* WORK REQUIRED: From the entries that follow, gather each line holding the word "pruning".

* SOURCE DATA:

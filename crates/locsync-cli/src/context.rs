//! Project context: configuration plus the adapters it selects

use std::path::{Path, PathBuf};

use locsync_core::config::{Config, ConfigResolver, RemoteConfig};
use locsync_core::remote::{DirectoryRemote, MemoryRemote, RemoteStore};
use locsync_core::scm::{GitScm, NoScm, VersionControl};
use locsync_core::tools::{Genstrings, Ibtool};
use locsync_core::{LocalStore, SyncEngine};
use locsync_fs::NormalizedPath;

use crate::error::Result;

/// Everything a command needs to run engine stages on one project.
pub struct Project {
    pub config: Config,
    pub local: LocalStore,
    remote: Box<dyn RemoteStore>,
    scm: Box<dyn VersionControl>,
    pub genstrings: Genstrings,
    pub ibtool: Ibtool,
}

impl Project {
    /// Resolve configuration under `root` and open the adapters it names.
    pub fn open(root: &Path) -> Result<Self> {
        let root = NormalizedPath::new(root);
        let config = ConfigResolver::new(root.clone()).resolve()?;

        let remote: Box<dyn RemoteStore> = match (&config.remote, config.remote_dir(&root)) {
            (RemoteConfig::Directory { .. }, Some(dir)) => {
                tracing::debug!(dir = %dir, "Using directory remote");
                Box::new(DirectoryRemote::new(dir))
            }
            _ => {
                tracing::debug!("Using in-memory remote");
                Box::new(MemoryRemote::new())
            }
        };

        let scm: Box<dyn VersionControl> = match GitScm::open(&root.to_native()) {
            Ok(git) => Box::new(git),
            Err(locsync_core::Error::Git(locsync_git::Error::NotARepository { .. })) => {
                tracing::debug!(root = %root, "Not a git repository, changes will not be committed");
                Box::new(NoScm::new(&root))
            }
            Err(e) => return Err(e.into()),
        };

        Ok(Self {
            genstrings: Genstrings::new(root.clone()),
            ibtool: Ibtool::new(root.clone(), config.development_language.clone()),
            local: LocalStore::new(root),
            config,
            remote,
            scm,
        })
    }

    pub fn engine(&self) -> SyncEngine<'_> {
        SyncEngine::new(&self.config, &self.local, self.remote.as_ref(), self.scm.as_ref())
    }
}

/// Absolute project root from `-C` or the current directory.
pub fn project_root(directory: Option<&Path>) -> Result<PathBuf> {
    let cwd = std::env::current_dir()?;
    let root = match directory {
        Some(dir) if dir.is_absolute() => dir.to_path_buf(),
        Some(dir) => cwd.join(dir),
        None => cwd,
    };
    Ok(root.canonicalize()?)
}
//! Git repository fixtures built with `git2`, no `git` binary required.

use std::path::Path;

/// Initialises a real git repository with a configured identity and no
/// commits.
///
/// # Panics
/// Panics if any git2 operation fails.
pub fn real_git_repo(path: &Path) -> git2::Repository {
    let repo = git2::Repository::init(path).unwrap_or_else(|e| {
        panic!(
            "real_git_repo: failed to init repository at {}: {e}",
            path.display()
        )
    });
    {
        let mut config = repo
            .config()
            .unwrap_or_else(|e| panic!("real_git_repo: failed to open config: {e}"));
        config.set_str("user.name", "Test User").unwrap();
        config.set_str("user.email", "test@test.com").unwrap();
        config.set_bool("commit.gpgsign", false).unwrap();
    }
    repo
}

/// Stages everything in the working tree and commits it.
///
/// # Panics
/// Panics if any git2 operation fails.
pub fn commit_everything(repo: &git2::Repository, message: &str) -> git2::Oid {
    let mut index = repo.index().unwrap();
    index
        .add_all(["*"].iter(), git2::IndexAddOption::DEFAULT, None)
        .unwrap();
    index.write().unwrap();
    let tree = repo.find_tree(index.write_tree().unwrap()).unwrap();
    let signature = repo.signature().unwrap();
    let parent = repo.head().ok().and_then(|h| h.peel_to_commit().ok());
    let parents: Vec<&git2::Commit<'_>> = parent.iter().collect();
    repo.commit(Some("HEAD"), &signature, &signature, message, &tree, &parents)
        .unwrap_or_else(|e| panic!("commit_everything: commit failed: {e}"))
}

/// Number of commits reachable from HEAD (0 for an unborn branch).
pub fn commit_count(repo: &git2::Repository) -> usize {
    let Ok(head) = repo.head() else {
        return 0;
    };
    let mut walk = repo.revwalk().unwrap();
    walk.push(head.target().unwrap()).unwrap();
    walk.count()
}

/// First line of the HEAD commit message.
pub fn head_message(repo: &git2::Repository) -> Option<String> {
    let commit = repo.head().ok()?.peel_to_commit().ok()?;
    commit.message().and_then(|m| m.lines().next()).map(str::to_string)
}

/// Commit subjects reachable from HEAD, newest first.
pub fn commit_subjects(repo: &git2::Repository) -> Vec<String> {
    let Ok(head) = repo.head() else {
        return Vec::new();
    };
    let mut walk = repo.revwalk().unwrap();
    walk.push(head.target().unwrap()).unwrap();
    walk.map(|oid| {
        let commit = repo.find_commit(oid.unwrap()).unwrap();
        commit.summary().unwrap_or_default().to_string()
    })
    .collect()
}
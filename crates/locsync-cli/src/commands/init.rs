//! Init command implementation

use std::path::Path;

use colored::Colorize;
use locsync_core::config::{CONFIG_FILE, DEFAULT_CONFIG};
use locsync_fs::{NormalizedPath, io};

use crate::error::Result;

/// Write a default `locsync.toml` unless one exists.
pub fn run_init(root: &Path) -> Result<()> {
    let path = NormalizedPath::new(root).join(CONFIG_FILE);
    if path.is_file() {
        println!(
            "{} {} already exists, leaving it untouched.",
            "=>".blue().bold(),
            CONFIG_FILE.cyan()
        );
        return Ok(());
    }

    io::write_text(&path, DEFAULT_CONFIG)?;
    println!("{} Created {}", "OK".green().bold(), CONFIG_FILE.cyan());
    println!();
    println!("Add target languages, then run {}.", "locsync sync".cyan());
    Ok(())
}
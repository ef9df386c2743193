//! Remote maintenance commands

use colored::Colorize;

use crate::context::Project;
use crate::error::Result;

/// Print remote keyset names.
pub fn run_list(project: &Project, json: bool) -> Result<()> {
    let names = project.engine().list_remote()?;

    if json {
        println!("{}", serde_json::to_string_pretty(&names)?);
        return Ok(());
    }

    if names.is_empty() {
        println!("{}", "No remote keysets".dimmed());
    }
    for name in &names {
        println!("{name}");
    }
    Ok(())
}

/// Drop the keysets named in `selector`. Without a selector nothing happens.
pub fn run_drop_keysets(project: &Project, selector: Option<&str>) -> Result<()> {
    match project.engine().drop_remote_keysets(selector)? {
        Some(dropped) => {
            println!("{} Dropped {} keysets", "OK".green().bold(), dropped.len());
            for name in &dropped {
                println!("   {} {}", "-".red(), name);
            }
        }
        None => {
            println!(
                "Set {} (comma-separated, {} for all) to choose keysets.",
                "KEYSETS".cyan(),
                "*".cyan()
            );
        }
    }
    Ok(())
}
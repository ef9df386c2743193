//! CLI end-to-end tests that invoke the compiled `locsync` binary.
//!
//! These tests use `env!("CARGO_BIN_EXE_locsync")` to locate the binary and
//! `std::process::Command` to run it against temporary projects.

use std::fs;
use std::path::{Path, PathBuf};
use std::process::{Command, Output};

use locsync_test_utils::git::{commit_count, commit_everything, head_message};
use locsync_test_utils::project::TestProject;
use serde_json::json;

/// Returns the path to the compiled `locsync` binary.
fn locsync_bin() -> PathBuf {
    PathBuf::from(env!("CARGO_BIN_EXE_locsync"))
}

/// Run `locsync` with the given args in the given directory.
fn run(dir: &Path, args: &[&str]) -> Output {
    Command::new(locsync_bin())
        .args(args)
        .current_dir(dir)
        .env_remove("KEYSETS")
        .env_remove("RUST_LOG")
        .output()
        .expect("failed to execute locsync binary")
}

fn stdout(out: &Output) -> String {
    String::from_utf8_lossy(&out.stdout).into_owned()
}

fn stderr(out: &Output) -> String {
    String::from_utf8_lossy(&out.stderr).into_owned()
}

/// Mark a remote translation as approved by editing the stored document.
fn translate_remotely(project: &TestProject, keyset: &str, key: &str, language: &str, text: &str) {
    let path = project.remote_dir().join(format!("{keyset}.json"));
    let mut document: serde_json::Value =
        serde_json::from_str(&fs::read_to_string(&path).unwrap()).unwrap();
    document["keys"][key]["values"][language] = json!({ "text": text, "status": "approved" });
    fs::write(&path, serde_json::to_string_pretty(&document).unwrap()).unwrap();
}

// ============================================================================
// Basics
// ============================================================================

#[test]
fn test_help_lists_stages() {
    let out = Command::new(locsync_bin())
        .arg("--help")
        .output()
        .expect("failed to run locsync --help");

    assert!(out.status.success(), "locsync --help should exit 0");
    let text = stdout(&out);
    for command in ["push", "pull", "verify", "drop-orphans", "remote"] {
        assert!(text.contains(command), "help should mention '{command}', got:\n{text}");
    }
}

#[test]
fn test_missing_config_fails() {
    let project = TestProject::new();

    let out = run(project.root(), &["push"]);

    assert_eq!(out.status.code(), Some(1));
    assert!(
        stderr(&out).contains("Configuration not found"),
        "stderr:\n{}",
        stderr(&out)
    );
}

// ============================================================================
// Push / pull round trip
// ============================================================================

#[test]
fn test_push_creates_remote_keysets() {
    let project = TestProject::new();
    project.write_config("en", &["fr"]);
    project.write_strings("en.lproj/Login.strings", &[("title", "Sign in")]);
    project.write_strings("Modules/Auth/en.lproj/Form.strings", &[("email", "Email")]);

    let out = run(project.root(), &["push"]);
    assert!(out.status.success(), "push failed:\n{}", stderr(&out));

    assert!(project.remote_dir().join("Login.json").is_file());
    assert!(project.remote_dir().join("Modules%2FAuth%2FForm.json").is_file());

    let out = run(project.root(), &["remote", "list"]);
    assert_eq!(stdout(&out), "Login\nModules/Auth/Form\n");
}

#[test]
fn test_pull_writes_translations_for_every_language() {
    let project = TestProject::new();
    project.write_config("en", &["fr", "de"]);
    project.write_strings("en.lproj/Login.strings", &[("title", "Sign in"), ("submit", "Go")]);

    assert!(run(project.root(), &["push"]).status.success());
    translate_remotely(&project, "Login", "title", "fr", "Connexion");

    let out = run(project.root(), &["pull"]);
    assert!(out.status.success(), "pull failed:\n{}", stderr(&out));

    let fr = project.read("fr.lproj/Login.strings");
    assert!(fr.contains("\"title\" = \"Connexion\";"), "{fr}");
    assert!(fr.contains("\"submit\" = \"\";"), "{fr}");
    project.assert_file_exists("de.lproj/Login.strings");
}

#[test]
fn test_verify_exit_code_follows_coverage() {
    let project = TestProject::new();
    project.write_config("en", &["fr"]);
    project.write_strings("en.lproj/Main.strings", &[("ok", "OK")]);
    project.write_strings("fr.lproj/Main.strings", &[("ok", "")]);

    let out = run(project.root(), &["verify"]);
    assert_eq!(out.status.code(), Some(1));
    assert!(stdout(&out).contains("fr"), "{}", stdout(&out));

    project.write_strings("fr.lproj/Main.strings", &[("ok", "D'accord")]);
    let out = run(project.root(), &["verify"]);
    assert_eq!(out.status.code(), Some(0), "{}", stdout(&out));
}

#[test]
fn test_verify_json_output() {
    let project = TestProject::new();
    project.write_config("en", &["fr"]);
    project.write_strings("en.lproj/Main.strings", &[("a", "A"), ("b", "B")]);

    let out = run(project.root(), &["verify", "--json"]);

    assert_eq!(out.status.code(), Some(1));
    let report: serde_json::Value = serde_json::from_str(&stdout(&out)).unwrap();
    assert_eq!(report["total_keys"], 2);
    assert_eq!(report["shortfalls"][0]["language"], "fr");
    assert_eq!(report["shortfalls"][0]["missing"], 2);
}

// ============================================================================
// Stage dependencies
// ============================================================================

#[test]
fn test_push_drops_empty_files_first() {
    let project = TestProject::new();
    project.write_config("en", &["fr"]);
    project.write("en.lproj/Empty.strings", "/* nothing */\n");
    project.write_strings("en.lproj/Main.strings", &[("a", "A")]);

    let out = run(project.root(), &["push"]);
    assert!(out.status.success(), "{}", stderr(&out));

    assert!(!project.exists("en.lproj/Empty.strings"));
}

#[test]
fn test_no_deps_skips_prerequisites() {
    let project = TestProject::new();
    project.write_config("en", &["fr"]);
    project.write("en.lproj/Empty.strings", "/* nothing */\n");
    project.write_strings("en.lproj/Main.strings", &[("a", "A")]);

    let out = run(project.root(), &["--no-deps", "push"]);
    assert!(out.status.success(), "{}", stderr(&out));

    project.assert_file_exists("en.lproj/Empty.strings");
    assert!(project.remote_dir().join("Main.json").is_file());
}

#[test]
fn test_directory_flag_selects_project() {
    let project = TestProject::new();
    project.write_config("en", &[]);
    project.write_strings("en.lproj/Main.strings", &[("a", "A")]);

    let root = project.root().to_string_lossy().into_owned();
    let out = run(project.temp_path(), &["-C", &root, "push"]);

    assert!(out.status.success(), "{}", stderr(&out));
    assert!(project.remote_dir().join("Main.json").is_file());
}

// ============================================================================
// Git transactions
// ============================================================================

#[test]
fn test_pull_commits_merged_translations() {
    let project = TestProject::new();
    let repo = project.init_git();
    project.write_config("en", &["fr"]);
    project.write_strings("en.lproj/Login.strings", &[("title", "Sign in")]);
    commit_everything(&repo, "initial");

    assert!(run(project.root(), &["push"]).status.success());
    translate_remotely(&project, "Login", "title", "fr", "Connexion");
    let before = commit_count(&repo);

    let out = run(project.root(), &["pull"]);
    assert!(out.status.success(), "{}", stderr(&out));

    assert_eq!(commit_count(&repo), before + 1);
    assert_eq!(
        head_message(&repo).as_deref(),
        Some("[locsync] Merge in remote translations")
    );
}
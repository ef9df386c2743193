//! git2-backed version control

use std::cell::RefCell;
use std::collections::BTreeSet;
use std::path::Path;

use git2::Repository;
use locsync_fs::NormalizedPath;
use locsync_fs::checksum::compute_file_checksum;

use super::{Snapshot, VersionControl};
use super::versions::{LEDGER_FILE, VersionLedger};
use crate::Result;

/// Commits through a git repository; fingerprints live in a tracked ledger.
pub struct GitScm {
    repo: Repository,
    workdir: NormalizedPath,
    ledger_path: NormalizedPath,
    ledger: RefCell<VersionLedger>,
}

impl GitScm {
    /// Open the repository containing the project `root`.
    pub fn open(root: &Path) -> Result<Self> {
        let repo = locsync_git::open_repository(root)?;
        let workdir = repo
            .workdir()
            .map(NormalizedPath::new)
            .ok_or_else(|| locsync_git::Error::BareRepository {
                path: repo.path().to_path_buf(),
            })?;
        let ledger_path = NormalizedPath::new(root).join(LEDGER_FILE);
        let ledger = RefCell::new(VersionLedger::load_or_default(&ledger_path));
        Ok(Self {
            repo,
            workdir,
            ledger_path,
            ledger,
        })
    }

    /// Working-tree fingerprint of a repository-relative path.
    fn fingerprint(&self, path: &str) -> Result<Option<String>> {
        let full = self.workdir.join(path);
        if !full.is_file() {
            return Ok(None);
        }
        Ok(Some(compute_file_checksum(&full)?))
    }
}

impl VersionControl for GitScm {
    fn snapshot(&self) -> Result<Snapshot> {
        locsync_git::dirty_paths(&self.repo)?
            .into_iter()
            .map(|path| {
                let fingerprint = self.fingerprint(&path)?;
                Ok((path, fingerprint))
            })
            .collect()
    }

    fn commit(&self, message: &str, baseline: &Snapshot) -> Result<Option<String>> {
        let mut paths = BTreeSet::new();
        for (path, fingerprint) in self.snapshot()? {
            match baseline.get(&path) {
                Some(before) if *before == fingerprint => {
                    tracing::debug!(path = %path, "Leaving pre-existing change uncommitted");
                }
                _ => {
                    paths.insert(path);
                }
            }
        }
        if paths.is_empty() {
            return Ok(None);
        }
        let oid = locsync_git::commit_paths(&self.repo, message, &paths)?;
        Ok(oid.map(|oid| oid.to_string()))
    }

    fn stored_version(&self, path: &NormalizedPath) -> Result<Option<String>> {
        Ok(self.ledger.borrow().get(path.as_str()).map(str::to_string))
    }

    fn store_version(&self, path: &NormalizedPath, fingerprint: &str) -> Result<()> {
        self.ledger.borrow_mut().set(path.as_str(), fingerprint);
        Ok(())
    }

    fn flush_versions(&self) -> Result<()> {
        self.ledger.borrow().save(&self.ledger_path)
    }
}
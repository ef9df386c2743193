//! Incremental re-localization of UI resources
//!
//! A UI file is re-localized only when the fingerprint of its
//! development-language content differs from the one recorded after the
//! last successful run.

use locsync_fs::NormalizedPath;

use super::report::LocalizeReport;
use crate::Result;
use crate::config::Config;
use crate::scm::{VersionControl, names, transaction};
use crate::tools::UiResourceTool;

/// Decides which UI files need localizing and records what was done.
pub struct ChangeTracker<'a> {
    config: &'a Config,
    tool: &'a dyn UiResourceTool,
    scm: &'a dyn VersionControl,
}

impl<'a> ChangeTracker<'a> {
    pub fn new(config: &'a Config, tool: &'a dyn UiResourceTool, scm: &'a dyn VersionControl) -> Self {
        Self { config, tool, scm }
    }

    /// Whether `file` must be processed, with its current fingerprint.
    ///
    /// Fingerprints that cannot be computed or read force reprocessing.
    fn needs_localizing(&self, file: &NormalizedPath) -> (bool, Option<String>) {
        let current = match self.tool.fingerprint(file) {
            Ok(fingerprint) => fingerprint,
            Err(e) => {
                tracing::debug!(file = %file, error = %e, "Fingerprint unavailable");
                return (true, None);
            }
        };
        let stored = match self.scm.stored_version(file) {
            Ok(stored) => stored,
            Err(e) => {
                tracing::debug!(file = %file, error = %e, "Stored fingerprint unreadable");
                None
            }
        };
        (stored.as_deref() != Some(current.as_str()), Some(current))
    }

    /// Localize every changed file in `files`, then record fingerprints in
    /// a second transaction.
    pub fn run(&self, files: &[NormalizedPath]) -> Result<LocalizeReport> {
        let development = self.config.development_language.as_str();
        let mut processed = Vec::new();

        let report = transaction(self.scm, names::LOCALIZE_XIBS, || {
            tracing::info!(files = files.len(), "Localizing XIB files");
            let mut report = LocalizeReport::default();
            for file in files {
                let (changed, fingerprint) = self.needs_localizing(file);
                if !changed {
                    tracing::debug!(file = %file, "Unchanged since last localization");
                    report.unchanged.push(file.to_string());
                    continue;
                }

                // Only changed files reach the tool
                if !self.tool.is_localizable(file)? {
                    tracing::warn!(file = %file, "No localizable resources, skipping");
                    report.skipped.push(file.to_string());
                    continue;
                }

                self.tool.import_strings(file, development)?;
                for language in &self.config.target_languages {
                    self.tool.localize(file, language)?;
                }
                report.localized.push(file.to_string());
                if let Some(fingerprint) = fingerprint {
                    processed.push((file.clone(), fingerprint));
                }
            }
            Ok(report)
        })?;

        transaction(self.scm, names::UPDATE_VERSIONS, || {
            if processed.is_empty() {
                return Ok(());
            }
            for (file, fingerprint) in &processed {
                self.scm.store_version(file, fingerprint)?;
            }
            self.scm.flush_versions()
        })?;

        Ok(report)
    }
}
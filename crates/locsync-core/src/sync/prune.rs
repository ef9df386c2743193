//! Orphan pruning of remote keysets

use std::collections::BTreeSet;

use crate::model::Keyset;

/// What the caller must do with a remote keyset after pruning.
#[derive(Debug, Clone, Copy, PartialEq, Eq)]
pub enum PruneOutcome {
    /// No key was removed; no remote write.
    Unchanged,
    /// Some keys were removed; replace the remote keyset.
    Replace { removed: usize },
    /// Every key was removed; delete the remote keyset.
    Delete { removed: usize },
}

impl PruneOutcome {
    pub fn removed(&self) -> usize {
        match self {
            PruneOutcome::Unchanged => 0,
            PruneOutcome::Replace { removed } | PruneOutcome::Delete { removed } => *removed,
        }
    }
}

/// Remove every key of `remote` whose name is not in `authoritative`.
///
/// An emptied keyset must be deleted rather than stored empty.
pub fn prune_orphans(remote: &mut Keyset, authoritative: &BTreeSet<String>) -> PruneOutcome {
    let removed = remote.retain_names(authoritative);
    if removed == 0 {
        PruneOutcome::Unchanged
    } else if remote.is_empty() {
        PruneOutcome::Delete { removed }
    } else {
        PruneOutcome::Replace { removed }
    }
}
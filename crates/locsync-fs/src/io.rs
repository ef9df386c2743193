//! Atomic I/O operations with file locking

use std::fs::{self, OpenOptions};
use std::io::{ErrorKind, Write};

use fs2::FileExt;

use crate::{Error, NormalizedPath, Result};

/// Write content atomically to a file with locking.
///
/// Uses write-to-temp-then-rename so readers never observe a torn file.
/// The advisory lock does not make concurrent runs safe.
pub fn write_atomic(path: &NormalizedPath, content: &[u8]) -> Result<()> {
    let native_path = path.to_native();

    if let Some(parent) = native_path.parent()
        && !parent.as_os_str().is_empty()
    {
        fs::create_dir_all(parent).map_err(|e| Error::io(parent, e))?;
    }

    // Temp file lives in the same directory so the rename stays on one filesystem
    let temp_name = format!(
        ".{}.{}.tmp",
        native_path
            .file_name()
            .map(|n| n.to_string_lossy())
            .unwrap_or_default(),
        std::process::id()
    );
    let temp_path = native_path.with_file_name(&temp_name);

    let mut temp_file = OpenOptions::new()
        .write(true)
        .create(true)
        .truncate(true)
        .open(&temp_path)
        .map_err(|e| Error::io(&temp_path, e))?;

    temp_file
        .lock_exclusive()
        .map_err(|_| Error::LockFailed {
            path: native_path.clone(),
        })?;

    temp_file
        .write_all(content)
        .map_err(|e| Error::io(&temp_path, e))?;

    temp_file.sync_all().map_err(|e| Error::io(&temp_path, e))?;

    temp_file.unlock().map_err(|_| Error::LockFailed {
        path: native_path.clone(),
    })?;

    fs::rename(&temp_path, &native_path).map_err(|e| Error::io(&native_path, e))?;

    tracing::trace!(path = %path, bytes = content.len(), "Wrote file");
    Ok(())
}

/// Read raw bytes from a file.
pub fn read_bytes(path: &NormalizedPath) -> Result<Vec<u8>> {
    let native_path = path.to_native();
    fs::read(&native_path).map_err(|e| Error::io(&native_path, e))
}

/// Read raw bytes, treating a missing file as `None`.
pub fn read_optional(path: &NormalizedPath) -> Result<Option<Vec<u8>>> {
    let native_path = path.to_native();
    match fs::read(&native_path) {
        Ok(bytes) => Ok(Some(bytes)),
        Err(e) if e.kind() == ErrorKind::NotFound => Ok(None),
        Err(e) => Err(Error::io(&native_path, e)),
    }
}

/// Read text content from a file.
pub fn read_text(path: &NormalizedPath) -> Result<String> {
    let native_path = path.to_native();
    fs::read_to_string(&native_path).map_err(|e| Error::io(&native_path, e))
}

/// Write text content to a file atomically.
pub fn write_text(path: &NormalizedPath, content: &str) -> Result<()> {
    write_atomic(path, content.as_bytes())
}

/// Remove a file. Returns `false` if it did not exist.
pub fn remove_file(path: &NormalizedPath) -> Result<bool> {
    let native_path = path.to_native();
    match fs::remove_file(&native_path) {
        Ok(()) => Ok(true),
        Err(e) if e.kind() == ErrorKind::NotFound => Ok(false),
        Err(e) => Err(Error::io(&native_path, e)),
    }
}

* EXPECTED ANSWER:
//! Orphan pruning of remote keysets
/// What the caller must do with a remote keyset after pruning.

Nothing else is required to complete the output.